Sermons

Summary: There is a fear of God that is healthy and blesses our lives. There is also a fear toward God that drives us away from him. Which do you have?

This week we finished Deuteronomy and began Joshua. Here is the transition of leadership from Moses to Joshua and leaving the wilderness to entering the promised land of Canaan.

Moses’ life ends on Mount Nebo and God himself buries Moses somewhere in Moab on the wilderness side of the Jordan. Thus concludes the life of the greatest leader of the Old Testament. Imagine 40 long years of leadership under one Prophet of God. Imagine having one preacher for 40 years. That’s what happened in Centerville, TN with Paul Rogers. He served as minister there for 46 years before he died. Centerville is a town of about 4000 and the Centerville Church of Christ grew to over 800 members during Paul Rogers’ ministry. I spent a week there with him back in the summer of 1996. He was a father figure for practically the whole community. I remember him telling me that he dreaded local elections because invariably more than one member of the church there would run for the same office in town.

But I digress. Moses has done what no other leader in the Bible ever did accept Jesus. God used Moses to lead a nation out of idolatry and slavery and forge them into a people belonging to God. He delivered the law to them. He mediated the covenant of God to them. He set up the priesthood and the worship for them. He received and implemented the plans for the tabernacle for them. There was no one like Moses before or after until Jesus.

Interestingly, the name of the man to whom Moses passed the baton of leadership of God’s people to is, in Greek: Jesus. Joshua is the Hebrew form of the name Jesus. How fitting. Moses didn’t lead them into the promised land. He brought them through the wilderness, but not into the land of promise. It took Jesus to do that. Joshua. That is no coincidence.

Tonight I hope we will be able to discover the power of courage that God gives to those who come to him and follow Jesus. But this morning, I want us to consider one more lesson from God’s word here about the fear of the Lord. Last week I did a sort of overview of the fear of God in the books of Moses in the morning and the fear of God in the New Testament in the evening.

I’m sure all of you who were here last Sunday can remember the three points about fear that we covered. In fact, let me just call on one of you to stand where you are and remind the rest of us what those were. Ok? Let’s see… Who can I call on?

Perhaps it would be better not to make one person stand out. Maybe it would be better to call on three of you and let each one tell the rest of us one of the points on fear that we covered…

Does that make anyone nervous? To be honest I only remember them because I spent so much time finding and sorting them for my sermon last week. 1. Do not fear men. 2. God says, “I will put the fear of you on your enemies.” 3. You are to fear God alone, and keep his commandments.

Today, I’d like us to explore the meaning and application of fearing God more.

To help us understand this, we need to think of God in terms of our Father. I remember a time in my early youth when I thought my dad was the strongest man in the world. I figured he could beat up any of my friend’s dads with one hand tied behind his back.
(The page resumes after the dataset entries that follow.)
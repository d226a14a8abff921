//! App-facing scheduling service.

use std::sync::Arc;

use time::OffsetDateTime;
use tracing::debug;

use crate::action::ActionId;
use crate::authz::{Authorization, AuthorizationOutcome, Capability, Granted};
use crate::clock::{Clock, SystemClock};
use crate::dispatch::Dispatcher;
use crate::error::{Error, Result};
use crate::runtime::{AlarmRuntime, RuntimeConfig};
use crate::scheduler::Scheduler;
use crate::send::{ReceiptBus, SentReceipt, SmsSender};
use crate::store::AlarmStore;

/// The single entrypoint for scheduling and sending, constructed once per
/// process and passed to callers explicitly.
///
/// All collaborators (store, sender, authorization, clock) are injected
/// through the [`builder`](Self::builder), so tests substitute fakes for
/// any of them.
///
/// # Example
///
/// ```ignore
/// let scheduler = SmsScheduler::builder(store, sender)
///     .authorization(authz)
///     .config(RuntimeConfig::default())
///     .build();
///
/// scheduler.schedule("555", "hello", fire_at).await?;
/// scheduler.runtime().run(shutdown_signal).await?;
/// ```
pub struct SmsScheduler<S: AlarmStore> {
    store: S,
    scheduler: Scheduler<S>,
    dispatcher: Arc<Dispatcher<S>>,
    sender: Arc<dyn SmsSender>,
    authz: Arc<dyn Authorization>,
    clock: Arc<dyn Clock>,
    receipts: ReceiptBus,
    config: RuntimeConfig,
}

impl<S: AlarmStore> SmsScheduler<S> {
    /// Create a builder over the given store and send capability.
    pub fn builder(store: S, sender: impl SmsSender) -> SmsSchedulerBuilder<S> {
        SmsSchedulerBuilder {
            store,
            sender: Arc::new(sender),
            authz: Arc::new(Granted),
            clock: Arc::new(SystemClock),
            config: RuntimeConfig::default(),
        }
    }

    /// Register a deferred send, returning its derived id.
    ///
    /// Runs the two-phase authorization protocol: when exact wake
    /// scheduling is refused, the authorization is asked to obtain it and
    /// the call resumes only on an affirmative outcome.
    ///
    /// # Errors
    ///
    /// [`Error::PermissionDenied`] when the capability stays denied after a
    /// request.
    pub async fn schedule(
        &self,
        target: &str,
        payload: &str,
        fire_at: OffsetDateTime,
    ) -> Result<ActionId> {
        match self.scheduler.schedule(target, payload, fire_at).await {
            Err(Error::PermissionDenied(capability)) => {
                debug!(%capability, "Scheduling blocked on authorization, requesting");
                match self.authz.request(capability).await {
                    AuthorizationOutcome::Granted => {
                        self.scheduler.schedule(target, payload, fire_at).await
                    }
                    AuthorizationOutcome::Denied => Err(Error::PermissionDenied(capability)),
                }
            }
            other => other,
        }
    }

    /// Send immediately, bypassing the commitment store.
    ///
    /// Runs the two-phase protocol for send authorization, then hands the
    /// message to the telephony layer. No chunking, no delivery wait.
    pub async fn send_now(&self, target: &str, payload: &str) -> Result<()> {
        if !self.authz.check(Capability::SendSms) {
            match self.authz.request(Capability::SendSms).await {
                AuthorizationOutcome::Granted => {}
                AuthorizationOutcome::Denied => {
                    return Err(Error::PermissionDenied(Capability::SendSms));
                }
            }
        }

        self.sender.send(target, payload).await?;
        self.receipts.publish(SentReceipt {
            action: None,
            target: target.to_owned(),
            at: self.clock.now(),
        });
        Ok(())
    }

    /// A human-readable description of the host platform.
    pub fn platform_version(&self) -> String {
        format!("{} {}", std::env::consts::OS, std::env::consts::ARCH)
    }

    /// Subscribe to sent receipts.
    ///
    /// The core publishes to this channel and never consumes it.
    pub fn receipts(&self) -> tokio::sync::broadcast::Receiver<SentReceipt> {
        self.receipts.subscribe()
    }

    /// Build the alarm runtime that fires this service's commitments.
    pub fn runtime(&self) -> AlarmRuntime<S> {
        AlarmRuntime::new(
            self.store.clone(),
            Arc::clone(&self.dispatcher),
            Arc::clone(&self.authz),
            self.config.clone(),
        )
    }
}

/// Builder for [`SmsScheduler`].
///
/// Authorization defaults to [`Granted`], the clock to the system clock,
/// and the config to [`RuntimeConfig::default`].
pub struct SmsSchedulerBuilder<S: AlarmStore> {
    store: S,
    sender: Arc<dyn SmsSender>,
    authz: Arc<dyn Authorization>,
    clock: Arc<dyn Clock>,
    config: RuntimeConfig,
}

impl<S: AlarmStore> SmsSchedulerBuilder<S> {
    /// Set the authorization implementation.
    pub fn authorization(mut self, authz: Arc<dyn Authorization>) -> Self {
        self.authz = authz;
        self
    }

    /// Set the clock.
    pub fn clock(mut self, clock: impl Clock) -> Self {
        self.clock = Arc::new(clock);
        self
    }

    /// Set the runtime configuration.
    pub fn config(mut self, config: RuntimeConfig) -> Self {
        self.config = config;
        self
    }

    /// Build the service.
    pub fn build(self) -> SmsScheduler<S> {
        let receipts = ReceiptBus::default();
        let scheduler = Scheduler::new(
            self.store.clone(),
            Arc::clone(&self.authz),
            Arc::clone(&self.clock),
            self.config.allow_inexact,
        );
        let dispatcher = Arc::new(Dispatcher::new(
            self.store.clone(),
            Arc::clone(&self.sender),
            receipts.clone(),
            Arc::clone(&self.clock),
        ));

        SmsScheduler {
            store: self.store,
            scheduler,
            dispatcher,
            sender: self.sender,
            authz: self.authz,
            clock: self.clock,
            receipts,
            config: self.config,
        }
    }
}
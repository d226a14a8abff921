//! The immediate-send capability and the sent-receipt channel.

use std::sync::Arc;

use async_trait::async_trait;
use time::OffsetDateTime;
use tokio::sync::broadcast;

use crate::action::ActionId;

/// Handoff to the platform telephony layer.
///
/// `send` runs synchronously from the caller's perspective: it returns once
/// the message has been handed off (or rejected). There is no chunking of
/// long payloads and no wait for delivery confirmation.
///
/// Implementations should reject with
/// [`Error::SendFailure`](crate::Error::SendFailure) when the telephony
/// layer refuses the payload (including an empty or unroutable target), and
/// with [`Error::PermissionDenied`](crate::Error::PermissionDenied) when the
/// process lacks send authorization. The dispatcher treats both the same
/// way: log, record `Failed`, move on.
#[async_trait]
pub trait SmsSender: Send + Sync + 'static {
    /// Hand one message to the telephony layer.
    async fn send(&self, target: &str, payload: &str) -> crate::Result<()>;
}

#[async_trait]
impl<T: SmsSender + ?Sized> SmsSender for Arc<T> {
    async fn send(&self, target: &str, payload: &str) -> crate::Result<()> {
        (**self).send(target, payload).await
    }
}

/// Notification that a send was handed off.
#[derive(Debug, Clone, PartialEq, Eq)]
pub struct SentReceipt {
    /// The scheduled action that produced the send, if any.
    ///
    /// `None` for immediate sends, which have no commitment.
    pub action: Option<ActionId>,
    /// Destination address the send was handed to.
    pub target: String,
    /// When the handoff happened.
    pub at: OffsetDateTime,
}

/// Broadcast channel for [`SentReceipt`]s.
///
/// The channel is registered at construction time but nothing in the core
/// consumes it; receipts exist purely for external observers (and tests).
/// Publishing never fails and never blocks; with no subscribers the receipt
/// is discarded.
#[derive(Debug, Clone)]
pub struct ReceiptBus {
    tx: broadcast::Sender<SentReceipt>,
}

impl ReceiptBus {
    /// Create a bus retaining up to `capacity` unconsumed receipts per
    /// subscriber.
    pub fn new(capacity: usize) -> Self {
        let (tx, _) = broadcast::channel(capacity);
        Self { tx }
    }

    /// Subscribe to future receipts.
    pub fn subscribe(&self) -> broadcast::Receiver<SentReceipt> {
        self.tx.subscribe()
    }

    /// Publish a receipt. Discarded if nobody is listening.
    pub fn publish(&self, receipt: SentReceipt) {
        let _ = self.tx.send(receipt);
    }
}

impl Default for ReceiptBus {
    fn default() -> Self {
        Self::new(64)
    }
}
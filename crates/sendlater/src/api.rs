//! Method-call boundary for host applications.
//!
//! Mirrors a message-channel plugin surface: calls arrive as a method name
//! plus a JSON argument map, results go back as success, a structured
//! error, or not-implemented.
//!
//! Error propagation at this boundary is lossy: only argument validation
//! produces a structured error. Scheduling and send failures (permission
//! refused, store unavailable, telephony rejection) are converted to log
//! lines and the call still reports success, so the caller has no channel
//! to learn that a scheduled send will never happen. Embedders who need
//! real error reporting should call the typed [`SmsScheduler`] methods
//! instead.

use serde_json::Value;
use time::OffsetDateTime;
use tracing::error;

use crate::service::SmsScheduler;
use crate::store::AlarmStore;

/// Error code returned when required arguments are missing or malformed.
pub const ERROR_INVALID_ARGUMENTS: &str = "INVALID_ARGUMENTS";

/// One call arriving over the method channel.
#[derive(Debug, Clone)]
pub struct MethodCall {
    /// Method name, e.g. `"scheduleSms"`.
    pub method: String,
    /// JSON argument map.
    pub args: Value,
}

impl MethodCall {
    /// Create a call.
    pub fn new(method: impl Into<String>, args: Value) -> Self {
        Self {
            method: method.into(),
            args,
        }
    }
}

/// Result of a method call.
#[derive(Debug, Clone, PartialEq)]
pub enum MethodOutcome {
    /// The call succeeded with the given value (often `Value::Null`).
    Success(Value),
    /// The call failed with a structured error.
    Error {
        /// Machine-readable error code, e.g. [`ERROR_INVALID_ARGUMENTS`].
        code: String,
        /// Human-readable description.
        message: String,
    },
    /// The method name is not part of this surface.
    NotImplemented,
}

impl MethodOutcome {
    fn invalid_arguments(message: &str) -> Self {
        MethodOutcome::Error {
            code: ERROR_INVALID_ARGUMENTS.to_owned(),
            message: message.to_owned(),
        }
    }
}

impl<S: AlarmStore> SmsScheduler<S> {
    /// Route one method call.
    ///
    /// Supported methods:
    ///
    /// | Method               | Arguments                                  |
    /// |----------------------|--------------------------------------------|
    /// | `getPlatformVersion` | none                                       |
    /// | `scheduleSms`        | `phoneNumber`, `message`, `scheduledTime` (unix millis) |
    /// | `sendSms`            | `phoneNumber`, `message`                   |
    pub async fn handle_call(&self, call: &MethodCall) -> MethodOutcome {
        match call.method.as_str() {
            "getPlatformVersion" => MethodOutcome::Success(Value::String(self.platform_version())),

            "scheduleSms" => {
                let phone_number = call.args.get("phoneNumber").and_then(Value::as_str);
                let message = call.args.get("message").and_then(Value::as_str);
                let scheduled_time = call.args.get("scheduledTime").and_then(Value::as_i64);

                let (Some(phone_number), Some(message), Some(scheduled_time)) =
                    (phone_number, message, scheduled_time)
                else {
                    return MethodOutcome::invalid_arguments(
                        "Missing phoneNumber, message, or scheduledTime",
                    );
                };

                let Ok(fire_at) =
                    OffsetDateTime::from_unix_timestamp_nanos(scheduled_time as i128 * 1_000_000)
                else {
                    return MethodOutcome::invalid_arguments("scheduledTime out of range");
                };

                // Scheduling failures do not cross this boundary; the call
                // reports success regardless.
                if let Err(e) = self.schedule(phone_number, message, fire_at).await {
                    error!(to = phone_number, error = %e, "Failed to schedule SMS");
                }
                MethodOutcome::Success(Value::Null)
            }

            "sendSms" => {
                let phone_number = call.args.get("phoneNumber").and_then(Value::as_str);
                let message = call.args.get("message").and_then(Value::as_str);

                let (Some(phone_number), Some(message)) = (phone_number, message) else {
                    return MethodOutcome::invalid_arguments("Missing phoneNumber or message");
                };

                if let Err(e) = self.send_now(phone_number, message).await {
                    error!(to = phone_number, error = %e, "Failed to send SMS");
                }
                MethodOutcome::Success(Value::Null)
            }

            _ => MethodOutcome::NotImplemented,
        }
    }
}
Dad was the smartest man in the world too. I wished he was president of the country, because if he was president, this country would do the right thing! Dad could straighten out all that mess up there in Washington DC. In my eyes, my dad could do no wrong.

But, I’ll tell you, I also had a trembling dread and fear of him too. If I disobeyed him or sassed my mother in his presence… umm umm, it could be bad. My dad was not to be messed with. I remember one time talking to my sister in the next room after dad had turned off the lights and told us to go to sleep and he and mom went to bed too. We kept whispering and giggling and dad turned on the lights and repeated that we were to be quiet and go to sleep, and then he turned them off again. Why we did it, I don’t know, but we kept communicating through the wall, tapping and whispering and laughing and then lightning struck. He came with a belt and when he was finished, we were quiet and went to sleep.